The Rigoletto production at Santa Fe in August of 2015 was odd in appearance but very strong in sound, and that’s what’s important.
The Hawaii-born Quinn Kelsey was a superb Rigoletto. His large and penetrating voice transfigured into poignantly refined singing during the intimate scenes. Georgia Jarman was a slender and youthful-looking Gilda, perfect for the part, with an appropriately sweet voice.
Nicole Piccolomini made a strong Maddalena, sensuous in looks with a resonant and well-focused chest voice. Bass Peixin Chen was spine-chilling as the assassin Sparafucile. Bruce Sledge sang the Duke of Mantua cleanly but without the ringing voice or glamorous persona one would wish.
The duets between Rigoletto and Gilda tore your heart out, as Kelsey and Jarman used melting tones to express the affection of father and daughter. The supreme tragedy of Rigoletto is that the jester, despite his flaws, loves his daughter and wants to protect her from all harm. Of course that doesn’t happen. His love for her and desire for vengeance against the duke becomes the source of his daughter’s death and the opera ends with horrible catastrophe.
Both singers were rhythmically secure as well, and belted a rousing finish to their duet at the end of Act II: “Si Vendetta, tremenda vendetta!” (“Yes! Revenge, terrible revenge!”)
Director Lee Blakeley and designer Adrian Linford set the drama in Verdi’s time instead of the 16th century specified originally. Victor Hugo wrote Le Roi s’amuse (“The King’s Amusement”) depicting King Francis I of France as an immoral womanizer. Hugo’s translator called it “an attack on the rights and privileges of monarchy.” Verdi’s operatic version premiered in 1851 with the king turned into a duke to placate censors.
Yet Verdi kept the period to be the Renaissance. The stage direction for Act I is “a magnificent hall crowded with knights and ladies in rich attire.” The only noticeable effect of this production’s time-change was that the palaces looked rundown instead of elegant. Therefore the duke’s decadence seemed endemic rather than ironic.
A more pointed distinction in this production was the way Rigoletto ran his household. This staging showed him to speak cruelly to his housekeeper Giovanna, giving her reason to hate him. Thus when she allowed the duke to come into the house we saw a motive stronger than merely her choice to accept a bribe.
The clothes of the participants were grungier than the norm, and Kelsey wore a strange tailcoat and a derby that gave him a Charlie Chaplin look, albeit more large in size. He limped, but did not have a hump. Instead he had some sort of rash across his back which Gilda nursed with devotion.
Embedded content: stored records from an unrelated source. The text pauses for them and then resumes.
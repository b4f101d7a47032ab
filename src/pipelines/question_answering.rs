use candle_core::{Module, D};
use candle_nn::Linear;
use serde::Serialize;
use serde_json::Value;
use tokenizers::Tokenizer;

use crate::cache::CachedModelBundle;
use crate::error::{PipelineError, Result};
use crate::tasks::{TaskInput, TaskKind};
use super::encoder::EncoderModel;
use super::tokenizer::{self, tokenizer_error};
use super::{softmax, wrong_input, BackendContext, Pipeline};

#[derive(Debug, Serialize)]
struct Answer {
    score: f32,
    start: usize,
    end: usize,
    answer: String,
}

/// Extractive QA: picks the best start/end token span inside the context.
pub(crate) struct QuestionAnsweringPipeline {
    tokenizer: Tokenizer,
    encoder: EncoderModel,
    qa_outputs: Linear,
}

impl QuestionAnsweringPipeline {
    pub fn load(bundle: &CachedModelBundle, ctx: &BackendContext) -> Result<Self> {
        let encoder = EncoderModel::load(bundle, &ctx.device)?;
        let qa_outputs = encoder.linear(encoder.hidden_size, 2, "qa_outputs")?;
        Ok(Self {
            tokenizer: tokenizer::load(bundle, ctx.max_input_tokens)?,
            encoder,
            qa_outputs,
        })
    }
}

/// Best `(start, end, score)` over the allowed token positions.
///
/// Score is `p_start * p_end` with both distributions softmaxed over the
/// allowed positions only; spans are limited to `max_len` tokens.
fn best_span(start_logits: &[f32], end_logits: &[f32], allowed: &[bool], max_len: usize) -> Option<(usize, usize, f32)> {
    let positions: Vec<usize> = (0..allowed.len()).filter(|i| allowed[*i]).collect();
    if positions.is_empty() {
        return None;
    }
    let starts = softmax(&positions.iter().map(|i| start_logits[*i]).collect::<Vec<_>>());
    let ends = softmax(&positions.iter().map(|i| end_logits[*i]).collect::<Vec<_>>());

    let mut best: Option<(usize, usize, f32)> = None;
    for (si, s) in positions.iter().enumerate() {
        for (ei, e) in positions.iter().enumerate().skip(si) {
            if e - s + 1 > max_len.max(1) {
                break;
            }
            let score = starts[si] * ends[ei];
            if best.map_or(true, |(_, _, b)| score > b) {
                best = Some((*s, *e, score));
            }
        }
    }
    best
}

impl Pipeline for QuestionAnsweringPipeline {
    fn run(&mut self, input: TaskInput) -> Result<Value> {
        let args = match input {
            TaskInput::QuestionAnswering(args) => args,
            other => return Err(wrong_input(TaskKind::QuestionAnswering, &other)),
        };

        let encoding = self
            .tokenizer
            .encode((args.question.as_str(), args.context.as_str()), true)
            .map_err(tokenizer_error)?;
        let hidden = self.encoder.forward(encoding.get_ids(), encoding.get_type_ids())?;
        let logits = self.qa_outputs.forward(&hidden.squeeze(0)?)?;
        let start_logits = logits.narrow(D::Minus1, 0, 1)?.squeeze(D::Minus1)?.to_vec1::<f32>()?;
        let end_logits = logits.narrow(D::Minus1, 1, 1)?.squeeze(D::Minus1)?.to_vec1::<f32>()?;

        // Only tokens of the second sequence (the context) can be part of an answer.
        let allowed: Vec<bool> = encoding
            .get_sequence_ids()
            .iter()
            .zip(encoding.get_special_tokens_mask())
            .map(|(seq, special)| *seq == Some(1) && *special == 0)
            .collect();

        let (s, e, score) = best_span(&start_logits, &end_logits, &allowed, args.max_answer_len)
            .ok_or_else(|| PipelineError::execution("context is empty after tokenization"))?;
        let offsets = encoding.get_offsets();
        let (start, end) = (offsets[s].0, offsets[e].1);
        let answer = args.context.get(start..end).unwrap_or_default().to_string();

        Ok(serde_json::to_value(Answer { score, start, end, answer })?)
    }
}
use serde::Serialize;
use std::collections::BTreeMap;
use tracing::{info, warn};

use super::schema::{resolve_parameters, OverrideTable, ParameterSpec};
use super::{CallConvention, ComponentManifest, TaskDefinition, TaskKind, SUPPORTED_TASKS};

/// Everything the dispatcher needs to know about one registered task.
///
/// Only `default_model` and `parameters` are part of the public `/tasks` listing.
#[derive(Debug, Clone, Serialize)]
pub struct TaskDescriptor {
    #[serde(skip)]
    pub task_name: String,
    #[serde(rename = "default_model")]
    pub default_model_id: String,
    pub parameters: Vec<ParameterSpec>,
    #[serde(skip)]
    pub kind: TaskKind,
    #[serde(skip)]
    pub convention: CallConvention,
    #[serde(skip)]
    pub manifest: ComponentManifest,
}

/// Immutable table of runnable tasks, built once at startup.
#[derive(Debug, Clone, Default)]
pub struct TaskRegistry {
    tasks: BTreeMap<String, TaskDescriptor>,
}

impl TaskRegistry {
    /// Builds the registry from the shipped catalog and override table.
    pub fn builtin() -> Self {
        Self::from_catalog(SUPPORTED_TASKS, OverrideTable::builtin())
    }

    /// Builds a registry from a catalog.
    ///
    /// Entries without a default model are skipped. An entry whose parameters
    /// cannot be resolved is logged and left out; the others are unaffected.
    pub fn from_catalog(catalog: &[TaskDefinition], overrides: &OverrideTable) -> Self {
        let mut tasks = BTreeMap::new();

        for definition in catalog {
            let Some(model_id) = definition.default_model else {
                continue;
            };

            match resolve_parameters(definition, overrides) {
                Ok(parameters) => {
                    tasks.insert(
                        definition.name.to_string(),
                        TaskDescriptor {
                            task_name: definition.name.to_string(),
                            default_model_id: model_id.to_string(),
                            parameters,
                            kind: definition.kind,
                            convention: definition.convention,
                            manifest: definition.manifest,
                        },
                    );
                }
                Err(e) => {
                    warn!("--> Could not inspect task '{}'. Error: {}", definition.name, e);
                }
            }
        }

        info!("Task registry initialised with {} tasks", tasks.len());
        Self { tasks }
    }

    pub fn list_tasks(&self) -> &BTreeMap<String, TaskDescriptor> {
        &self.tasks
    }

    pub fn get(&self, task_name: &str) -> Option<&TaskDescriptor> {
        self.tasks.get(task_name)
    }

    pub fn len(&self) -> usize {
        self.tasks.len()
    }

    pub fn is_empty(&self) -> bool {
        self.tasks.is_empty()
    }
}
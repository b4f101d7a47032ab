//! # hfpipe
//!
//! HTTP toolkit that lists the inference tasks it can run, with their
//! parameters and default models, and runs them on JSON inputs.
//!
//! - [`tasks`]: the task catalog, parameter resolution and argument binding
//! - [`cache`]: the per-task local model cache
//! - [`pipelines`]: candle implementations of the tasks
//! - [`dispatch`]: request dispatch over the three above
//! - [`server`] and [`client`]: the HTTP API and its command line client
//! - [`discover`]: the offline override discovery tool

pub mod cache;
pub mod client;
pub mod config;
pub mod discover;
pub mod dispatch;
pub mod error;
pub mod pipelines;
pub mod server;
pub mod tasks;

pub use error::{PipelineError, Result};
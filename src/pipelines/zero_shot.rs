use serde::Serialize;
use serde_json::Value;
use tokenizers::Tokenizer;

use crate::cache::CachedModelBundle;
use crate::error::{PipelineError, Result};
use crate::tasks::{TaskInput, TaskKind};
use super::encoder::SequenceClassifier;
use super::tokenizer::{self, tokenizer_error};
use super::{ranked, softmax, wrong_input, BackendContext, Pipeline};

#[derive(Debug, Serialize)]
struct ZeroShotResult {
    sequence: String,
    labels: Vec<String>,
    scores: Vec<f32>,
}

/// NLI-based zero-shot classification: each candidate label becomes a
/// hypothesis scored against the input as premise.
pub(crate) struct ZeroShotPipeline {
    tokenizer: Tokenizer,
    model: SequenceClassifier,
    entailment: usize,
    contradiction: usize,
}

/// Finds the entailment and contradiction classes of an NLI head.
fn nli_indices(labels: &[String]) -> Result<(usize, usize)> {
    let find = |prefix: &str| {
        labels
            .iter()
            .position(|l| l.to_lowercase().starts_with(prefix))
            .ok_or_else(|| {
                PipelineError::execution(format!(
                    "model labels {:?} have no '{}' class; not an NLI model",
                    labels, prefix
                ))
            })
    };
    Ok((find("entail")?, find("contra")?))
}

/// Scores candidate labels from their per-hypothesis NLI logits.
///
/// With `multi_label` every label is scored independently (entailment vs
/// contradiction); otherwise entailment logits are softmaxed across labels.
fn label_scores(logits: &[Vec<f32>], entailment: usize, contradiction: usize, multi_label: bool) -> Vec<f32> {
    if multi_label {
        logits
            .iter()
            .map(|row| softmax(&[row[contradiction], row[entailment]])[1])
            .collect()
    } else {
        softmax(&logits.iter().map(|row| row[entailment]).collect::<Vec<_>>())
    }
}

impl ZeroShotPipeline {
    pub fn load(bundle: &CachedModelBundle, ctx: &BackendContext) -> Result<Self> {
        let model = SequenceClassifier::load(bundle, &ctx.device)?;
        let (entailment, contradiction) = nli_indices(&model.labels)?;
        Ok(Self {
            tokenizer: tokenizer::load(bundle, ctx.max_input_tokens)?,
            model,
            entailment,
            contradiction,
        })
    }
}

impl Pipeline for ZeroShotPipeline {
    fn run(&mut self, input: TaskInput) -> Result<Value> {
        let args = match input {
            TaskInput::ZeroShotClassification(args) => args,
            other => return Err(wrong_input(TaskKind::ZeroShotClassification, &other)),
        };
        if args.candidate_labels.is_empty() {
            return Err(PipelineError::execution("candidate_labels must not be empty"));
        }
        if !args.hypothesis_template.contains("{}") {
            return Err(PipelineError::execution(format!(
                "hypothesis_template '{}' has no '{{}}' placeholder",
                args.hypothesis_template
            )));
        }

        let mut logits = Vec::with_capacity(args.candidate_labels.len());
        for label in &args.candidate_labels {
            let hypothesis = args.hypothesis_template.replace("{}", label);
            let encoding = self
                .tokenizer
                .encode((args.sequences.as_str(), hypothesis.as_str()), true)
                .map_err(tokenizer_error)?;
            let row = self.model.logits(encoding.get_ids(), encoding.get_type_ids())?;
            logits.push(row.to_vec1::<f32>()?);
        }

        let scores = label_scores(&logits, self.entailment, self.contradiction, args.multi_label);
        let order = ranked(&scores);
        let result = ZeroShotResult {
            sequence: args.sequences,
            labels: order.iter().map(|i| args.candidate_labels[*i].clone()).collect(),
            scores: order.iter().map(|i| scores[*i]).collect(),
        };
        Ok(serde_json::to_value(result)?)
    }
}

#[cfg(test)]
mod tests {
    use super::*;

    fn labels(names: &[&str]) -> Vec<String> {
        names.iter().map(|s| s.to_string()).collect()
    }

    #[test]
    fn test_nli_indices_ignore_case() {
        let (e, c) = nli_indices(&labels(&["CONTRADICTION", "NEUTRAL", "ENTAILMENT"])).unwrap();
        assert_eq!((e, c), (2, 0));
    }

    #[test]
    fn test_non_nli_labels_are_rejected() {
        assert!(nli_indices(&labels(&["NEGATIVE", "POSITIVE"])).is_err());
    }

    #[test]
    fn test_single_label_scores_sum_to_one() {
        let logits = vec![vec![0.0, 0.0, 3.0], vec![0.0, 0.0, 1.0]];
        let scores = label_scores(&logits, 2, 0, false);
        assert!((scores.iter().sum::<f32>() - 1.0).abs() < 1e-6);
        assert!(scores[0] > scores[1]);
    }

    #[test]
    fn test_multi_label_scores_are_independent() {
        let logits = vec![vec![-4.0, 0.0, 4.0], vec![-4.0, 0.0, 4.0]];
        let scores = label_scores(&logits, 2, 0, true);
        assert!(scores.iter().all(|s| *s > 0.99));
    }
}
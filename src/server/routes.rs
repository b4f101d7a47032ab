use axum::{
    extract::{rejection::JsonRejection, State},
    response::IntoResponse,
    Json,
};
use std::collections::BTreeMap;
use tracing::{error, info, info_span};
use uuid::Uuid;

use crate::dispatch::Dispatcher;
use crate::tasks::TaskDescriptor;
use super::types::{ApiError, PipelineRequest, PipelineResponse, WelcomeResponse};

/// Returns the welcome message
pub async fn root() -> Json<WelcomeResponse> {
    info!("Root endpoint called");
    Json(WelcomeResponse {
        message: "Welcome to the Hugging Face Pipeline Toolkit!".to_string(),
    })
}

/// Returns every registered task with its default model and parameters.
pub async fn list_tasks(State(dispatcher): State<Dispatcher>) -> Json<BTreeMap<String, TaskDescriptor>> {
    info!("List tasks endpoint called");
    Json(dispatcher.registry().list_tasks().clone())
}

/// Runs a task on the caller's inputs.
///
/// Loading and inference are blocking, so the dispatch happens on the
/// blocking thread pool inside a span tagged with a request id.
pub async fn run_pipeline(
    State(dispatcher): State<Dispatcher>,
    body: Result<Json<PipelineRequest>, JsonRejection>,
) -> Result<impl IntoResponse, ApiError> {
    let Json(request) = body.map_err(|rejection| ApiError {
        status: rejection.status(),
        message: rejection.body_text(),
    })?;

    let request_id = Uuid::new_v4();
    let span = info_span!("run_pipeline", uuid = %request_id, task = %request.task_name);
    let task_name = request.task_name.clone();

    let result = tokio::task::spawn_blocking(move || {
        let _entered = span.enter();
        info!("Run pipeline endpoint called");
        dispatcher.run(&request.task_name, request.inputs)
    })
    .await
    .map_err(|e| ApiError::internal(format!("pipeline task panicked: {}", e)))?;

    match result {
        Ok(result) => {
            info!(uuid = %request_id, "Pipeline {} finished", task_name);
            Ok(Json(PipelineResponse { task: task_name, result }))
        }
        Err(e) => {
            error!(uuid = %request_id, "Pipeline {} failed: {}", task_name, e);
            Err(e.into())
        }
    }
}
One nice directorial touch was having the furious Rigoletto at the end of Act II tear a portrait of the duke from the wall and slash it to pieces with his knife. The duke deserves this; in Hugo’s text he bragged to Gilda that her father was “my property, my slave.”
But the staging had some infelicities. During the Bella figlia dellâ amore quartet, too much was going on inside Sparafucile’s place. Staff was removing tablecloths and stacking wooden chairs on top of the tables, and that distracted from the singing and acting of the principals.
One could argue whether Sparafucile’s should be shown as a public tavern or a private home as Hugo’s assassin says that he kills his prey “at home” and Verdi’s libretto says it’s “a house half-fallen into ruin” but surely Verdi did not intend for his quartet to fight with the wait staff for attention.
Italian conductor Jader Bignamini set a good pace. He and Kelsey agreed that Rigoletto’s cry of Maledizione be sung as written, without the normally-interpolated high note, in every case until the end of the final scene. Then, when that high note came, the impact was maximized.